- Exercise prompt
Only the lines from the top of the data through the one with "use thiserror::Error;" are to be written out, each exactly as it stands.

- Extracted entries
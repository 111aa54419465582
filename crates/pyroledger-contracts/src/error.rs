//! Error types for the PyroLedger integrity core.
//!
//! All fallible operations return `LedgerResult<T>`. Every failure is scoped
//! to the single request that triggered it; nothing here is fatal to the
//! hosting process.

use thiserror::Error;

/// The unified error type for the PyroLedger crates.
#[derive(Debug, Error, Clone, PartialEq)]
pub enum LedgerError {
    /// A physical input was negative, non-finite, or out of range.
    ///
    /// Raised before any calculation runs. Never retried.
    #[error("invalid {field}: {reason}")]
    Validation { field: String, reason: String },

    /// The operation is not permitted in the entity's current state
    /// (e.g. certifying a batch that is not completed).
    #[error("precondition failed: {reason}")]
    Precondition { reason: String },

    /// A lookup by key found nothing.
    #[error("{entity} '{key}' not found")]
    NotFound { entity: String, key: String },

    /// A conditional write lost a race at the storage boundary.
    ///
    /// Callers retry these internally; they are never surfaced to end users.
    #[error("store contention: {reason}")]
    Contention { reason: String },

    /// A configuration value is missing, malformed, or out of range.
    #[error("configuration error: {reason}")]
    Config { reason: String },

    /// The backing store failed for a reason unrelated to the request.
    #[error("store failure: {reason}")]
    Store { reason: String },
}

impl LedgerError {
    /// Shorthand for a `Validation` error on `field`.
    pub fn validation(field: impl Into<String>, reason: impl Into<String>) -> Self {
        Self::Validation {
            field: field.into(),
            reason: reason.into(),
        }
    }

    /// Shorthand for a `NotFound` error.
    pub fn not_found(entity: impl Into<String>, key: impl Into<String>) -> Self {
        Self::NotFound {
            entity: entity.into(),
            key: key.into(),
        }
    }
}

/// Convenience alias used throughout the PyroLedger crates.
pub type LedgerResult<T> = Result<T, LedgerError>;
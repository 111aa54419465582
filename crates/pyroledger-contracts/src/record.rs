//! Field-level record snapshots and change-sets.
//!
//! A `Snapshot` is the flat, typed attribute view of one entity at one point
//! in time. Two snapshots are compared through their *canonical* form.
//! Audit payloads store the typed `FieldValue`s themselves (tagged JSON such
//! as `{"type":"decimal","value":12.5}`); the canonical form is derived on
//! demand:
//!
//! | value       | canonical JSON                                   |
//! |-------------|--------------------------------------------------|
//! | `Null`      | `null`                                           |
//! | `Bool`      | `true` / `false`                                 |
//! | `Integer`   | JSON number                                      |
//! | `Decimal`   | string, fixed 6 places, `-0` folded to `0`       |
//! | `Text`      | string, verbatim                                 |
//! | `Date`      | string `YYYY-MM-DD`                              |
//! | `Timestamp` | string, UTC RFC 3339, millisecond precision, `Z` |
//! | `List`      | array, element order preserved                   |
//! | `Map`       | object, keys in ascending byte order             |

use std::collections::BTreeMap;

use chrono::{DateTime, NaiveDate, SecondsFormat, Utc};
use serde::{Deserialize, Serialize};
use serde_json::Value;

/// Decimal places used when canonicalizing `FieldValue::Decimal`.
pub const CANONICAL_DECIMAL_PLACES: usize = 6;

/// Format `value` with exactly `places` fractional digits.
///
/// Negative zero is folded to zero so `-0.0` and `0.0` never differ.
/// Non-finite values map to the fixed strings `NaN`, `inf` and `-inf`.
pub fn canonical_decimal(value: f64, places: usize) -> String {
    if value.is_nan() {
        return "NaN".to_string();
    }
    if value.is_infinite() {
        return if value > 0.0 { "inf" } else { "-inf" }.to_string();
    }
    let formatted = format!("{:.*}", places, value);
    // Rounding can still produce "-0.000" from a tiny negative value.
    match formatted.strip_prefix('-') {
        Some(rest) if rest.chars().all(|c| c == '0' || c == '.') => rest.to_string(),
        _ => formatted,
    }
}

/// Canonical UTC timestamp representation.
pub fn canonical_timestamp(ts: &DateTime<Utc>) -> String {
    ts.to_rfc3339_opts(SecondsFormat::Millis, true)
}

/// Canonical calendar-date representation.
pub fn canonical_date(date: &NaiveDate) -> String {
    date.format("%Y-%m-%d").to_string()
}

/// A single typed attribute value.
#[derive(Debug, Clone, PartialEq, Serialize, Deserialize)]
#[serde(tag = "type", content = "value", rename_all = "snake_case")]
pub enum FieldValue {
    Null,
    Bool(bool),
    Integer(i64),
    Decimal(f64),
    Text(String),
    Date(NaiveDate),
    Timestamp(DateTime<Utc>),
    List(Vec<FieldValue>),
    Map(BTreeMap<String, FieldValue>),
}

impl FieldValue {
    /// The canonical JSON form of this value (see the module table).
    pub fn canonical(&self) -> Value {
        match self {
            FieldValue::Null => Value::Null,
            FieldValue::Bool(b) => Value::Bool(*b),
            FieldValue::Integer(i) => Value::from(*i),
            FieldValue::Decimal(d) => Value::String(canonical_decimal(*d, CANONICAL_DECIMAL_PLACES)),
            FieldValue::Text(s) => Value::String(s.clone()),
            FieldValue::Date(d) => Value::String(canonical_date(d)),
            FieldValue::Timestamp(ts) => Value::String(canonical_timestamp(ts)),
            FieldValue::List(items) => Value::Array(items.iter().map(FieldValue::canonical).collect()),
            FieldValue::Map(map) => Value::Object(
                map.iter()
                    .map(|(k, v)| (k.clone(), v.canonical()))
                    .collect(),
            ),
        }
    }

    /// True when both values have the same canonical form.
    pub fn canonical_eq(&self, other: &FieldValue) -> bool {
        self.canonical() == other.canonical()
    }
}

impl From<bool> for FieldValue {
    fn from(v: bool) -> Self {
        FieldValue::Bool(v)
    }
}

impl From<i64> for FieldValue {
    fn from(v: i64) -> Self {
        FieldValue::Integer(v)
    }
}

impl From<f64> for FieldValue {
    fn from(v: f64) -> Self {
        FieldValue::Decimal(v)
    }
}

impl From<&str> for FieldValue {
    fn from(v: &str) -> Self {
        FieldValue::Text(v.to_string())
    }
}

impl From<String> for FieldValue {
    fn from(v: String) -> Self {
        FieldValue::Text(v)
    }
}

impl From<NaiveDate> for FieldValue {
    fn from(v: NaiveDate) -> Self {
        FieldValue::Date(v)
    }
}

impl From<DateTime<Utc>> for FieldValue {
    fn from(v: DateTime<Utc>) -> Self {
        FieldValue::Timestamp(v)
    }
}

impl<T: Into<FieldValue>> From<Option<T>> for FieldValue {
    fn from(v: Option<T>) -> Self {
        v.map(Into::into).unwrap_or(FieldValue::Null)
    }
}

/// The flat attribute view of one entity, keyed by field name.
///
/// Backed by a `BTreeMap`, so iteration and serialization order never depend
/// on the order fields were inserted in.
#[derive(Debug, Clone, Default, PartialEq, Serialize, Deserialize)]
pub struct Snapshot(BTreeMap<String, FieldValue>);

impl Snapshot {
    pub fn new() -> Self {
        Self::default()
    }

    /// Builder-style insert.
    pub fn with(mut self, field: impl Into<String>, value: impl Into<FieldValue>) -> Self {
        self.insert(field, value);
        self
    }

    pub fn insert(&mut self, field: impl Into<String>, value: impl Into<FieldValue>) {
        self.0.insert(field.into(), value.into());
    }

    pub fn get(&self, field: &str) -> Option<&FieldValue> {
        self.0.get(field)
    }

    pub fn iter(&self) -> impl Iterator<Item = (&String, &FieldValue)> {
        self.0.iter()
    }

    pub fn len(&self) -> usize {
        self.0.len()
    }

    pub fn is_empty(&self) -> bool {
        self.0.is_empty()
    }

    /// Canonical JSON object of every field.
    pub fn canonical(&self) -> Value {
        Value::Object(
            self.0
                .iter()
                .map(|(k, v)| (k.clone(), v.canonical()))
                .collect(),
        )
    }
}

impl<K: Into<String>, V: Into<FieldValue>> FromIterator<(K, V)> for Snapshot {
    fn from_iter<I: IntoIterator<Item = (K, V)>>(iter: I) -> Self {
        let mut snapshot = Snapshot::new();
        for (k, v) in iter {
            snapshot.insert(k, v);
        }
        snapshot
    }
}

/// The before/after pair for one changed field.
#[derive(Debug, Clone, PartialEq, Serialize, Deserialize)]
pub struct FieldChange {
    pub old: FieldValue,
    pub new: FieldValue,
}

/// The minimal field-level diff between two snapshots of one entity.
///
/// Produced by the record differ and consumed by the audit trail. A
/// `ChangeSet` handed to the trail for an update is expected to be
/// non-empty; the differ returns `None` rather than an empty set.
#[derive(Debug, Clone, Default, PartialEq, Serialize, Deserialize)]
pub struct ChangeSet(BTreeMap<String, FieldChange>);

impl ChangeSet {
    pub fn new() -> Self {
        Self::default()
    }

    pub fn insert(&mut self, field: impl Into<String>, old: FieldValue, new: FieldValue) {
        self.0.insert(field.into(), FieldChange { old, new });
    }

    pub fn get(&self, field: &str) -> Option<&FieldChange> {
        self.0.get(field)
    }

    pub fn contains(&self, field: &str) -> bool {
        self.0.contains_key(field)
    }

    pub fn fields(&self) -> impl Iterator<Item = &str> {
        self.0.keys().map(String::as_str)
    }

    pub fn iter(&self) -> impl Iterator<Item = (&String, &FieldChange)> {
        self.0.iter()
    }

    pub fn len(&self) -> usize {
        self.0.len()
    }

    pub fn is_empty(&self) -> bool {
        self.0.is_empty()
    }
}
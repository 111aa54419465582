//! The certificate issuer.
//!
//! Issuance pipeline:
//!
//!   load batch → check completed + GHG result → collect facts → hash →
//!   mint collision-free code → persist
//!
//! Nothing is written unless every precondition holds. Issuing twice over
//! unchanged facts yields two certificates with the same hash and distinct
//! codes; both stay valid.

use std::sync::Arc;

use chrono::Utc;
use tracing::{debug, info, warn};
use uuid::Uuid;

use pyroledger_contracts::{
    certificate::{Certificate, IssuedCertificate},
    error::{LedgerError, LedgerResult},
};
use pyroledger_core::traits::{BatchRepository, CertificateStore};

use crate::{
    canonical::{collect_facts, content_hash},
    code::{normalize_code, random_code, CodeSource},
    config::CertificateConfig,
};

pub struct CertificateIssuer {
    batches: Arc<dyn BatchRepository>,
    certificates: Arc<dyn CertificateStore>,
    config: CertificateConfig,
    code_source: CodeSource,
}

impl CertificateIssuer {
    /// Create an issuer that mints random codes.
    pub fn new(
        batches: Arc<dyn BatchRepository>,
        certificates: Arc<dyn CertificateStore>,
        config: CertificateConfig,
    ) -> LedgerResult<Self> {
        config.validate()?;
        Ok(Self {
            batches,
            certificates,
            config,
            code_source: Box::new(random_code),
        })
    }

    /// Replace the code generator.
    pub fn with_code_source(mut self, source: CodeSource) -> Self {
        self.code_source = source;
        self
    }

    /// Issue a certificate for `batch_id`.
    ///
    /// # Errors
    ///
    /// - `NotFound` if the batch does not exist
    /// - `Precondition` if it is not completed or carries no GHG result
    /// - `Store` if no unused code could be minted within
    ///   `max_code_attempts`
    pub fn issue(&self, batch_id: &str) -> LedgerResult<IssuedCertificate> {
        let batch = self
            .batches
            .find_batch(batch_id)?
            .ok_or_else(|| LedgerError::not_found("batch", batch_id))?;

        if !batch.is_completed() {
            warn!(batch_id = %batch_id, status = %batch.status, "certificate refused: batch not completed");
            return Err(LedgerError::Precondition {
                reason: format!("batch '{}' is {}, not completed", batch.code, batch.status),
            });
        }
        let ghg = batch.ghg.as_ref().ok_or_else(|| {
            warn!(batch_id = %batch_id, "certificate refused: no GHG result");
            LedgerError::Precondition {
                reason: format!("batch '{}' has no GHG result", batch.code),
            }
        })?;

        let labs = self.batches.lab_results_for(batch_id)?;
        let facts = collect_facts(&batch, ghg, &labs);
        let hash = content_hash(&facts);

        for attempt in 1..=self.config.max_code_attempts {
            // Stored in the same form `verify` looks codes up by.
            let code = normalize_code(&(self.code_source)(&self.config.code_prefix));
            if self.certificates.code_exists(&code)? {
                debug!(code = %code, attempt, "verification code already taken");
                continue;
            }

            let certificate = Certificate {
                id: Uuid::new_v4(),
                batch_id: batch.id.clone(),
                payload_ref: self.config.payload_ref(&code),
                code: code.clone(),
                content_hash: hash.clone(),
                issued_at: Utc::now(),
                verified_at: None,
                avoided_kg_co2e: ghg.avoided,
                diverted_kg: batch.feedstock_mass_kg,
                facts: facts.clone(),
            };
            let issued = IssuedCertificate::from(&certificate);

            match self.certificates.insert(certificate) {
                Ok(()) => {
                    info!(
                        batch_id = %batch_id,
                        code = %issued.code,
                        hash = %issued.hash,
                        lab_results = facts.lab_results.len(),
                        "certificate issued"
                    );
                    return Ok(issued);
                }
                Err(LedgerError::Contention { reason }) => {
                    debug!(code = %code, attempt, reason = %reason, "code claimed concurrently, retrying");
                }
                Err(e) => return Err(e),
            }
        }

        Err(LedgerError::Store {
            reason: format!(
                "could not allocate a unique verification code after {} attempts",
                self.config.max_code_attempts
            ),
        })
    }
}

- Result for this task
repository 111aa54419465582
filename crates/pyroledger-contracts/src/error.rs
//! Error types for the PyroLedger integrity core.
//!
//! All fallible operations return `LedgerResult<T>`. Every failure is scoped
//! to the single request that triggered it; nothing here is fatal to the
//! hosting process.

use thiserror::Error;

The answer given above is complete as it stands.